What is being asked
Pull every line with "common" from the data below and copy it.

(Stored data)
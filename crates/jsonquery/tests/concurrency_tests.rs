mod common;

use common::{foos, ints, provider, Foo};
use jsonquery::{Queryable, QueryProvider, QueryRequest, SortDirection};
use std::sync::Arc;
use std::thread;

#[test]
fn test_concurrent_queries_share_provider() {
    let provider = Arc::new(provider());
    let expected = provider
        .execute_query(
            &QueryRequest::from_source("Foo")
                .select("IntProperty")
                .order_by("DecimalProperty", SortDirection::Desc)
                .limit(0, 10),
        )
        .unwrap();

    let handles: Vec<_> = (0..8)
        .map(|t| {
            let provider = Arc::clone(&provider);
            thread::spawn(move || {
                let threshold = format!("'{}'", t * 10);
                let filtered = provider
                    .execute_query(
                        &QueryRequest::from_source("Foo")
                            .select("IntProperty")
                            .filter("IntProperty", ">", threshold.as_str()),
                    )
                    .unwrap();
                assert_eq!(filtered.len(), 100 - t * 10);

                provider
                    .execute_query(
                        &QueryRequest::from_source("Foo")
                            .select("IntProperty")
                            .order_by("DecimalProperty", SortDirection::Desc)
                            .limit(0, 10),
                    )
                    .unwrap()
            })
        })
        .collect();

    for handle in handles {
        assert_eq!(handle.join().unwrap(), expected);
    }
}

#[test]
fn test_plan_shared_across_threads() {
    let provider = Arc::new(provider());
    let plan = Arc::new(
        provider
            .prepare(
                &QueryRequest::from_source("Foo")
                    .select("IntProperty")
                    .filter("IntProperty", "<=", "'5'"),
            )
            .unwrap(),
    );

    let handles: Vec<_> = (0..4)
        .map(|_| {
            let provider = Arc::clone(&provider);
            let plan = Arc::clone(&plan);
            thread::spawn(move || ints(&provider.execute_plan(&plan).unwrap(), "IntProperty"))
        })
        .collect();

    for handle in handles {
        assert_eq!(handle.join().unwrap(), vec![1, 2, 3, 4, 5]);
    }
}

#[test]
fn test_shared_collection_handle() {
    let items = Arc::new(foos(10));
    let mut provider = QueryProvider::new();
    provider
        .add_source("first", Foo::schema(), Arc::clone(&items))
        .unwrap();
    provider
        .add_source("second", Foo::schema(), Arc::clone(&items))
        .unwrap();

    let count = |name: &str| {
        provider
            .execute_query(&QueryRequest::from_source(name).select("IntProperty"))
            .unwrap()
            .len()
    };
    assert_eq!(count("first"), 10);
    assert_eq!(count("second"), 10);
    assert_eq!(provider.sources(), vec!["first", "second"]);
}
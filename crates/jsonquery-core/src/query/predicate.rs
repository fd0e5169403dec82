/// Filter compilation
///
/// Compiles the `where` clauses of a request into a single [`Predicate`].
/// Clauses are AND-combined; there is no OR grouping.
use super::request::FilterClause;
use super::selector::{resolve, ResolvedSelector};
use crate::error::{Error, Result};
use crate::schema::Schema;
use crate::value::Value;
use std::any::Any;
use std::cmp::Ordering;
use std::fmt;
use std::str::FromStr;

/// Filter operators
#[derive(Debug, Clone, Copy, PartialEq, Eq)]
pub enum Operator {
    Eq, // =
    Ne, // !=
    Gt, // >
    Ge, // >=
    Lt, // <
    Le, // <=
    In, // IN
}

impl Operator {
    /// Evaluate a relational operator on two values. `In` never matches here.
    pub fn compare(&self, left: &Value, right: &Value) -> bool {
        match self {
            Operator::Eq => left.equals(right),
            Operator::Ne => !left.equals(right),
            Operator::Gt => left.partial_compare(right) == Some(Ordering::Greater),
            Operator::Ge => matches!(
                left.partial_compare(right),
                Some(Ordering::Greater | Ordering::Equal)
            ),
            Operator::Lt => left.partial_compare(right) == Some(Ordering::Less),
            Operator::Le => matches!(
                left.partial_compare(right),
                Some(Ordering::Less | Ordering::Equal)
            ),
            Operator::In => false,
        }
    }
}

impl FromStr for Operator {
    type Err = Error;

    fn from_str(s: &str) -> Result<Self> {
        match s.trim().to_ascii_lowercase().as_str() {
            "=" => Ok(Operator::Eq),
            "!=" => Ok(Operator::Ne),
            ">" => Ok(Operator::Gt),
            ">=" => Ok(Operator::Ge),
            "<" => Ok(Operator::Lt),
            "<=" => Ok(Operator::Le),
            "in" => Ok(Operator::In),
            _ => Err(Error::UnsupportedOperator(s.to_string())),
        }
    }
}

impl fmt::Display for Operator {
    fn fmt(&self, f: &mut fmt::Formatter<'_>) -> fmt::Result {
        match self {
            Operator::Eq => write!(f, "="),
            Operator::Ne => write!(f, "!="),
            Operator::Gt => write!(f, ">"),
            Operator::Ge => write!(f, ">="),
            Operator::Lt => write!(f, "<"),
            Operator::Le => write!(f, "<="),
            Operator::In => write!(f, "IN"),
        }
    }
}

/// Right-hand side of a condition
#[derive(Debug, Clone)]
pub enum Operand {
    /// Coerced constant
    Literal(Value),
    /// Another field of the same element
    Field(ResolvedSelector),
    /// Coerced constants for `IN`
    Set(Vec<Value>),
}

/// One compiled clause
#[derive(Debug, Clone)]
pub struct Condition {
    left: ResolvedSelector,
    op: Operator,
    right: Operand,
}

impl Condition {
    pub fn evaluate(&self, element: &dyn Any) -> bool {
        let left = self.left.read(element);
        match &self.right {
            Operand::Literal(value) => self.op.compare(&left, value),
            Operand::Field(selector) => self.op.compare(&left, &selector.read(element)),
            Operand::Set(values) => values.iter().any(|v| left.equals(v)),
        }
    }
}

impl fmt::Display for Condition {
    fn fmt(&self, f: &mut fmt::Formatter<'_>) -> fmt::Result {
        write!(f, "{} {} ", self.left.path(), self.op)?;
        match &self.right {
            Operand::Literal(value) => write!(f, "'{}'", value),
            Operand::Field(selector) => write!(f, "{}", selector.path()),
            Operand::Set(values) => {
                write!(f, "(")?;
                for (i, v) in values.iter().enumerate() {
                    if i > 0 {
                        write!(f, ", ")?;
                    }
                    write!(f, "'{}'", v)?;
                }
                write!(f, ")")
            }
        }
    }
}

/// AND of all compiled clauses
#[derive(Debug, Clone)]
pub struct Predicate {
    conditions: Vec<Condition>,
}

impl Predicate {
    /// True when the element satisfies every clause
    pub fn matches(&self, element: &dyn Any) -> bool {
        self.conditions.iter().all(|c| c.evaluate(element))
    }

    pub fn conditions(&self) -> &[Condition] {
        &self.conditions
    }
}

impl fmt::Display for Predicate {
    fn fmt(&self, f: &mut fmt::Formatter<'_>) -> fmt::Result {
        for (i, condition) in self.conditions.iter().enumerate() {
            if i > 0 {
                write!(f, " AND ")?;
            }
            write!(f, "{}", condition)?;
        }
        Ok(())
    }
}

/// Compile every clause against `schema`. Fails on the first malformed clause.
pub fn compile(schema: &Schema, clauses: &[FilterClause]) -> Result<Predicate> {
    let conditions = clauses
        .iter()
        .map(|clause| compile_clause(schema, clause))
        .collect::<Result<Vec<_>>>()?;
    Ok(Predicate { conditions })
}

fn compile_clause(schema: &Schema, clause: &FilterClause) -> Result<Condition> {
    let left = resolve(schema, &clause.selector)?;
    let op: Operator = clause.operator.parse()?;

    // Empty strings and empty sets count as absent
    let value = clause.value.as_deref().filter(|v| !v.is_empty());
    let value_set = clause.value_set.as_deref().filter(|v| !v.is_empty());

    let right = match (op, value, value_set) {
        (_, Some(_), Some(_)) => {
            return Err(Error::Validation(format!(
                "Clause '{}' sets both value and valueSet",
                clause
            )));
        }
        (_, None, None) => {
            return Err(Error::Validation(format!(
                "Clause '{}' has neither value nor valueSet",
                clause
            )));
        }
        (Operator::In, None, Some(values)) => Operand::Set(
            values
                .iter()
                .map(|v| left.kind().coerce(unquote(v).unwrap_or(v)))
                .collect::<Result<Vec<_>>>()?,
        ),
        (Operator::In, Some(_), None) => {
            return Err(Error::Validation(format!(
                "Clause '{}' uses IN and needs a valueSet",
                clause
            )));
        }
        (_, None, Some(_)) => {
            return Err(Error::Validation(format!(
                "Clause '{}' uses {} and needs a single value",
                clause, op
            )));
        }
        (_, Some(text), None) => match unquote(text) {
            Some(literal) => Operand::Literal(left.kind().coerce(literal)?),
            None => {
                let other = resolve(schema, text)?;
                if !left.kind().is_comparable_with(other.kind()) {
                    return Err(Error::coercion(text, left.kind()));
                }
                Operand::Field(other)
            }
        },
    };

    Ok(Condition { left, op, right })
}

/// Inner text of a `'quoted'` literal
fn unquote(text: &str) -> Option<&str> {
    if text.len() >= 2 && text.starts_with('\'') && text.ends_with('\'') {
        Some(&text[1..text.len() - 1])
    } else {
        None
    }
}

Finished task
mod common;
use common::{foos, ints, provider, Foo};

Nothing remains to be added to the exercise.